I envision a scheme whereby each user has their own single database file, protected by a private Vault Key. Part of the database file format allows publication of selected secrets from the private list to be shared with other members. I could, for example, share my Netflix password with my wife by including it in the shared list of my database.
To enable the scheme, a private key which rarely changes would be protected by my Vault Key, which can change often. My public key is available in the clear. Each secret record in the database gets its own symmetric key which is encrypted and signed by the keys of the owner, and the secret record key is also encrypted once each by the visible public keys of anyone (any other member's database file's public key) with whom the owner chooses to share the secret record.

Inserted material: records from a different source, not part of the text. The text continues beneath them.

//! Service descriptions from function doc strings
//!
//! A doc string whose first line is `yaml` carries a YAML block:
//!
//! ```yaml
//! description: Turn the porch light on
//! fields:
//!   brightness:
//!     description: Percent
//!     example: 80
//! ```
//!
//! Anything else contributes its first line as the description.

use autoscript_service_registry::{FieldDescription, ServiceDescription};
use indexmap::IndexMap;
use serde::Deserialize;
use tracing::warn;

use crate::function::CompiledFunction;

#[derive(Debug, Default, Deserialize)]
struct DocBlock {
    description: Option<String>,
    fields: Option<IndexMap<String, DocField>>,
}

#[derive(Debug, Default, Deserialize)]
struct DocField {
    #[serde(default)]
    description: Option<String>,
    #[serde(default)]
    example: Option<serde_yaml::Value>,
}

fn render_example(value: &serde_yaml::Value) -> String {
    match value {
        serde_yaml::Value::String(s) => s.clone(),
        serde_yaml::Value::Number(n) => n.to_string(),
        serde_yaml::Value::Bool(b) => b.to_string(),
        serde_yaml::Value::Null => String::new(),
        other => serde_yaml::to_string(other)
            .map(|s| s.trim_end().to_string())
            .unwrap_or_default(),
    }
}

/// Default field set: one entry per declared parameter except `context`
fn default_fields(function: &CompiledFunction) -> IndexMap<String, FieldDescription> {
    function
        .params
        .iter()
        .filter(|p| p.name != "context")
        .map(|p| (p.name.clone(), FieldDescription::new(format!("argument {}", p.name))))
        .collect()
}

fn parse_yaml_doc(function: &CompiledFunction, body: &str) -> Option<DocBlock> {
    match serde_yaml::from_str::<Option<DocBlock>>(body) {
        Ok(block) => Some(block.unwrap_or_default()),
        Err(err) => {
            warn!(
                "{}: unable to parse yaml doc string: {}; using defaults",
                function.name, err
            );
            None
        }
    }
}

/// Build the description registered alongside `function` as `{domain}.{name}`
pub fn describe(function: &CompiledFunction, domain: &str) -> ServiceDescription {
    let mut description = ServiceDescription::new(domain, &function.name);
    let mut text = None;
    let mut fields = default_fields(function);

    if let Some(doc) = function.doc.as_deref() {
        let doc = doc.trim_start_matches(['\n', '\r']);
        let (first, rest) = doc.split_once('\n').unwrap_or((doc, ""));
        if first.trim() == "yaml" {
            if let Some(block) = parse_yaml_doc(function, rest) {
                text = block.description;
                if let Some(doc_fields) = block.fields {
                    fields = doc_fields
                        .into_iter()
                        .map(|(name, field)| {
                            let entry = FieldDescription {
                                description: field.description.unwrap_or_default(),
                                example: field.example.as_ref().map(render_example),
                            };
                            (name, entry)
                        })
                        .collect();
                }
            }
        } else if !first.trim().is_empty() {
            text = Some(first.trim().to_string());
        }
    }

    description.description =
        Some(text.unwrap_or_else(|| format!("{} function {}()", domain, function.name)));
    description.fields = fields;
    description
}

#[cfg(test)]
mod tests {
    use super::*;

    fn noop(name: &str) -> CompiledFunction {
        CompiledFunction::new(name, |_inv| async { Ok(()) })
    }

    #[test]
    fn test_defaults() {
        let function = noop("func1")
            .param_default("arg1", 1)
            .param_default("arg2", 2)
            .param_default("context", serde_json::Value::Null);
        let desc = describe(&function, "autoscript");

        assert_eq!(desc.description.as_deref(), Some("autoscript function func1()"));
        assert_eq!(
            desc.fields.keys().collect::<Vec<_>>(),
            vec!["arg1", "arg2"]
        );
        assert_eq!(desc.fields["arg2"], FieldDescription::new("argument arg2"));
        assert_eq!(
            serde_json::to_value(&desc.fields["arg1"]).unwrap(),
            serde_json::json!({"description": "argument arg1"})
        );
    }

    #[test]
    fn test_plain_doc_uses_first_line() {
        let function = noop("func2")
            .var_kwargs()
            .doc("\nSays hello.\n\nLonger explanation.\n");
        let desc = describe(&function, "autoscript");
        assert_eq!(desc.description.as_deref(), Some("Says hello."));
        assert!(desc.fields.is_empty());
    }

    #[test]
    fn test_yaml_doc_replaces_fields() {
        let function = noop("func_yaml")
            .param("arg1")
            .param("arg2")
            .doc(
                "yaml\ndescription: This is func_yaml\nfields:\n  arg1:\n    description: This is arg1\n    example: 12\n    ",
            );
        let desc = describe(&function, "autoscript");

        assert_eq!(desc.description.as_deref(), Some("This is func_yaml"));
        assert_eq!(desc.fields.len(), 1);
        assert_eq!(desc.fields["arg1"].description, "This is arg1");
        assert_eq!(desc.fields["arg1"].example.as_deref(), Some("12"));
    }

    #[test]
    fn test_yaml_without_fields_keeps_defaults() {
        let function = noop("f").param("x").doc("yaml\ndescription: only text\n");
        let desc = describe(&function, "custom");
        assert_eq!(desc.description.as_deref(), Some("only text"));
        assert_eq!(desc.fields["x"].description, "argument x");
    }

    #[test]
    fn test_bad_yaml_falls_back() {
        let function = noop("f").param("x").doc("yaml\ndescription: [unclosed\n");
        let desc = describe(&function, "autoscript");
        assert_eq!(desc.description.as_deref(), Some("autoscript function f()"));
        assert_eq!(desc.fields.len(), 1);
    }
}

If my wife wants to see my Netflix password, she reads my database from our shared dropbox folder and gets the list of records and encrypted record keys. She decrypts any record shared with her using her own Vault Key-protected private key. She can't change the record because I've signed it.
So, I write to my database my own secrets. I have a list of trusted targets (each family member's public key read from /their/ database file). Each of my secrets' keys are encrypted using my own public key, but also (separately) by the public keys of each share target that I have chosen. They can read from this file and decrypt the shared secrets' keys with their private key.
She or anyone else could mangle the file, but the version control in DropBox protects against that. The encrypted database files are to be considered semi-public, since any user with access to it might have a breach.
- Are there any implementations of this concept?
- What are the security problems with this scheme?
- What security gotchas await in a more complete description of this scheme?
- Is it terrible, for example, to keep a pk/PK pair even when changing the Vault Key? Or must it change every time? Changing the public key would invalidate the shares from others' databases. I guess we can keep a history of our key pairs until the others have had a chance to update their own databases for my latest key.
(Yes, Passpack allows such sharing perhaps with a different scheme, but frankly, it frightens me.)
Update: I appreciate the answers so far, but they were from a forum with a different lean. I'm more interested in the security-implementation critique of the scheme rather than getting recommendations of products that approximate it.